# Data under study
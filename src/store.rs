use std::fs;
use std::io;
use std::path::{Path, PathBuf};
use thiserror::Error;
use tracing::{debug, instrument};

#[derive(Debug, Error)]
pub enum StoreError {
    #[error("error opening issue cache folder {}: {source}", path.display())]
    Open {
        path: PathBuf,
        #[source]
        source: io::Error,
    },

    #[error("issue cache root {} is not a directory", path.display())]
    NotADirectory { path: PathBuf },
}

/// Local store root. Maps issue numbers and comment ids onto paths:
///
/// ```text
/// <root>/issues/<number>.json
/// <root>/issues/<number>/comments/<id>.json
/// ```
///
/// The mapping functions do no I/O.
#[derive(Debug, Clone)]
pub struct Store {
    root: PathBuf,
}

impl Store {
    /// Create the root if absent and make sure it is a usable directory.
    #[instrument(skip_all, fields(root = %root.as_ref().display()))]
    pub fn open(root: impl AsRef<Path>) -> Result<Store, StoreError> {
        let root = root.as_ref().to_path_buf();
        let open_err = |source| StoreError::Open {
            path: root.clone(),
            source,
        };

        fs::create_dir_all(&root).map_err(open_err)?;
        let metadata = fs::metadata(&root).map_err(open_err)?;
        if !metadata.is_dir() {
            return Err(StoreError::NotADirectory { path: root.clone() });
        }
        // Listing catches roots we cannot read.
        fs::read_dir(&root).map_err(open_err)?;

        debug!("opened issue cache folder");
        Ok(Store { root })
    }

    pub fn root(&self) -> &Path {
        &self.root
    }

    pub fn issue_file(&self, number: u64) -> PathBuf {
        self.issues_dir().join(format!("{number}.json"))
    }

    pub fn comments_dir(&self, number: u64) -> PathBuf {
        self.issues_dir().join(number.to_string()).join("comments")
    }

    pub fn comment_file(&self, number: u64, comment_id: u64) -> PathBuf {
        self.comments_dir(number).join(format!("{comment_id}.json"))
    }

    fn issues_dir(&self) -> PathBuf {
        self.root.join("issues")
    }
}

# How to complete this task
Show every line from the listing that contains "source".

# Output below
    #[error("error opening issue cache folder {}: {source}", path.display())]
        #[source]
        source: io::Error,
        let open_err = |source| StoreError::Open {
            source,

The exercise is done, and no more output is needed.